A critical data element is any data element in your organization that has a high impact on your organization’s ability to execute its business strategy. An example is Customer Email Address, assuming your business primarily has correspondence with customers via email. These are key fields or data points in your organization that, if negatively impacted by quality, process, or overall management, would severely impair your ability to conduct business. Now we’ve got that out of the way, here are four things to document when cataloging your critical data elements. 

1. Foundational Information 

When looking at our element, we want to document some basic information. Here’s where we capture data type, format, and if any specific validation tables exist for it (think “Country Codes” as an example). Here, we may also consider documenting some basic data quality issues that we’ve noticed with this particular data element — things like “completeness” (is it filled in?), “accuracy” (does it correctly reflect the real world), and “validity” (is that date field a real day?).

While this may seem trivial to document, it provides for some easy lookup of information as it relates to our element. We’ll have our original concerns documented as things change over time, including the original specifications assuming systems of record or reporting environments change over time. When presenting or discussing our critical data element with others in the organization, this foundation will give everyone a sense of what it is and some broad strokes of how it can go wrong.

2. Key Roles 

We need to consider who’s who in the zoo when it comes to our critical data element. Documenting some of the key stakeholders at play for our element is important, so we know where in the organization it fits and whose priorities are impacted by working with this data element. When documenting roles, it’s usually best to focus on the position rather than the person, but whatever makes sense for your organization’s culture is the most appropriate. Roles (with a brief description) include:

  • Data Owner: The role accountable for the enterprise system(s) or business unit that manages the data in question.
  • Data Steward: A subject matter expert, often the team lead who has a keen understanding or ownership of the processes that manage the data.
  • Data Custodian: The folks responsible for following the processes, procedures, and guidelines relating to the data in question. Often, the folks responsible for entering the data and potentially fixing the data.

3. Key Lineage 

Lineage is a key thing to capture as it relates to our element. Lineage refers to where our data goes and where our data comes from. Many software tools will capture lineage in an automated fashion, but we would like to focus on some key lineage components. Namely: 

  • Source System(s): The enterprise systems, spreadsheets, master data solution, and purchased data source for our critical data element.
  • Reporting Architecture: Any sort of architecture that this element gets moved to from the source system, be that an operational data store, data lake, data warehouse, or other location where the data is moved to that isn’t the source system.
  • Key Reports: Reports that use the data element in question, either in its original form or part of the calculation of a metric. This is often where decision-makers interact with and experience the data. This would include KPIs, quarterly reports, or any sensitive report.

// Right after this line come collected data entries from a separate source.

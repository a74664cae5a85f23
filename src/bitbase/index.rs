use lazy_static::lazy_static;

use crate::types::{pieces::PieceName, square::Square};

use super::piece_list::{PieceList, MAX_PIECES};

/// Legal (non-adjacent) king pairs with the white king folded into files
/// a-d, as used when pawns fix the left/right orientation
pub const KING_PAIRS_WITH_PAWN: u64 = 1806;
/// Legal king pairs with the white king folded into the a1-d1-d4 triangle
pub const KING_PAIRS_WITHOUT_PAWN: u64 = 462;
/// Pawns live on ranks 2-7
pub const PAWN_POSITIONS: u64 = 48;
const COLOR_COUNT: u64 = 2;

const MAP_FILE: u32 = 1;
const MAP_RANK: u32 = 2;
const MAP_DIAGONAL: u32 = 4;

/// White king squares forming the a1-d1-d4 triangle
const TRIANGLE_SQUARES: [u8; 10] = [0, 1, 2, 3, 9, 10, 11, 18, 19, 27];

struct KingTables {
    to_index_with_pawn: Vec<u32>,
    to_squares_with_pawn: Vec<u32>,
    to_index_without_pawn: Vec<u32>,
    to_squares_without_pawn: Vec<u32>,
}

/// Kings may not touch; the same square counts as touching so colliding
/// king pairs drop out of the index space as well
fn is_adjacent(a: Square, b: Square) -> bool {
    a.dist(b) <= 1
}

const fn is_above_diagonal(sq: Square) -> bool {
    sq.rank() > sq.file()
}

const fn is_on_diagonal(sq: Square) -> bool {
    sq.rank() == sq.file()
}

lazy_static! {
    static ref KING_TABLES: KingTables = KingTables::build();
}

impl KingTables {
    /// Dense indices over king pairs, skipping adjacent (illegal) ones.
    /// The forward map is defined for every pair; only non-adjacent pairs
    /// get an inverse entry.
    fn build() -> Self {
        let mut to_index_with_pawn = vec![0u32; 64 * 64];
        let mut to_squares_with_pawn = vec![0u32; KING_PAIRS_WITH_PAWN as usize];
        let mut index = 0u32;
        for wk in Square::iter().filter(|wk| wk.file() < 4) {
            for bk in Square::iter() {
                let lookup = wk.idx() + bk.idx() * 64;
                to_index_with_pawn[lookup] = index;
                if !is_adjacent(wk, bk) {
                    to_squares_with_pawn[index as usize] = lookup as u32;
                    index += 1;
                }
            }
        }
        assert_eq!(index as u64, KING_PAIRS_WITH_PAWN);

        let mut to_index_without_pawn = vec![0u32; 64 * 64];
        let mut to_squares_without_pawn = vec![0u32; KING_PAIRS_WITHOUT_PAWN as usize];
        let mut index = 0u32;
        for &wk in &TRIANGLE_SQUARES {
            let wk = Square(wk);
            for bk in Square::iter() {
                // With the white king on the long diagonal the black king
                // is the first piece allowed to break the tie, and it must
                // not sit above it
                if is_on_diagonal(wk) && is_above_diagonal(bk) {
                    continue;
                }
                let lookup = wk.idx() + bk.idx() * 64;
                to_index_without_pawn[lookup] = index;
                if !is_adjacent(wk, bk) {
                    to_squares_without_pawn[index as usize] = lookup as u32;
                    index += 1;
                }
            }
        }
        assert_eq!(index as u64, KING_PAIRS_WITHOUT_PAWN);

        Self { to_index_with_pawn, to_squares_with_pawn, to_index_without_pawn, to_squares_without_pawn }
    }
}

fn map_square(sq: Square, map_type: u32) -> Square {
    let mut sq = sq;
    if map_type & MAP_FILE != 0 {
        sq = sq.flip_horizontal();
    }
    if map_type & MAP_RANK != 0 {
        sq = sq.flip_vertical();
    }
    if map_type & MAP_DIAGONAL != 0 {
        sq = sq.flip_diagonal();
    }
    sq
}

/// Which mirrors fold this position onto its canonical representative.
/// Pawned positions may only flip left/right; pawnless ones additionally
/// fold vertically and across the a1-h8 diagonal, where the first piece
/// off the diagonal decides the flip.
fn compute_map_type(list: &PieceList) -> u32 {
    let mut map_type = 0;
    let wk = list.square(0);
    if wk.file() >= 4 {
        map_type |= MAP_FILE;
    }
    if list.num_pawns() > 0 {
        return map_type;
    }
    if wk.rank() >= 4 {
        map_type |= MAP_RANK;
    }

    // Kings first: the earliest piece off the diagonal settles the fold
    for no in 0..2 {
        let mapped = map_square(list.square(no), map_type);
        if is_on_diagonal(mapped) {
            continue;
        }
        if is_above_diagonal(mapped) {
            map_type |= MAP_DIAGONAL;
        }
        return map_type;
    }

    let mut no = 2;
    while no < list.num_pieces() {
        let count = list.same_kind_run(no);
        let mut squares: Vec<Square> = (no..no + count).map(|i| map_square(list.square(i), map_type)).collect();
        squares.sort();
        for mapped in squares {
            if is_on_diagonal(mapped) {
                continue;
            }
            if is_above_diagonal(mapped) {
                map_type |= MAP_DIAGONAL;
            }
            return map_type;
        }
        no += count;
    }
    map_type
}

The broad strokes of lineage are critical to capture here in plain language so it will be easy to communicate to the business the impact of the data element throughout the organization. This is key to answering the questions, “Why does it take so long to fix?” and “Why is this so complicated, it’s just addresses!?”

4. Other Supporting Links and Documentation 

It’s critical to have a section to link to existing artifacts or controls within your organization. You want any sort of documentation to provide easy access to details without necessarily having them directly in the document (let’s keep this document to one page!). If you’re a fan of Danette McGilvray’s “Executing Data Quality Projects: Ten Steps to Quality Data and Trusted Information,” adding in documentation links for the following works very well: 

  • Root Cause Analysis 
  • Prevention Plan(s) 
  • Resolution Plan(s) 
  • Controls 
  • Communication Plan(s) 


Whenever we look at Data Governance or Quality programs, considering key critical data elements is key to the success of these endeavors. Considering all data is just not feasible, focusing the organization on data that is critical to the success of the business is what will get your program to a sustainable state with plenty of engagement and interaction, building those champions for you. Also, with some key items documented, you’ll have a good understanding of what is important for you to consider when purchasing any sort of vendor solution.  

Now, without further ado, go forth and document!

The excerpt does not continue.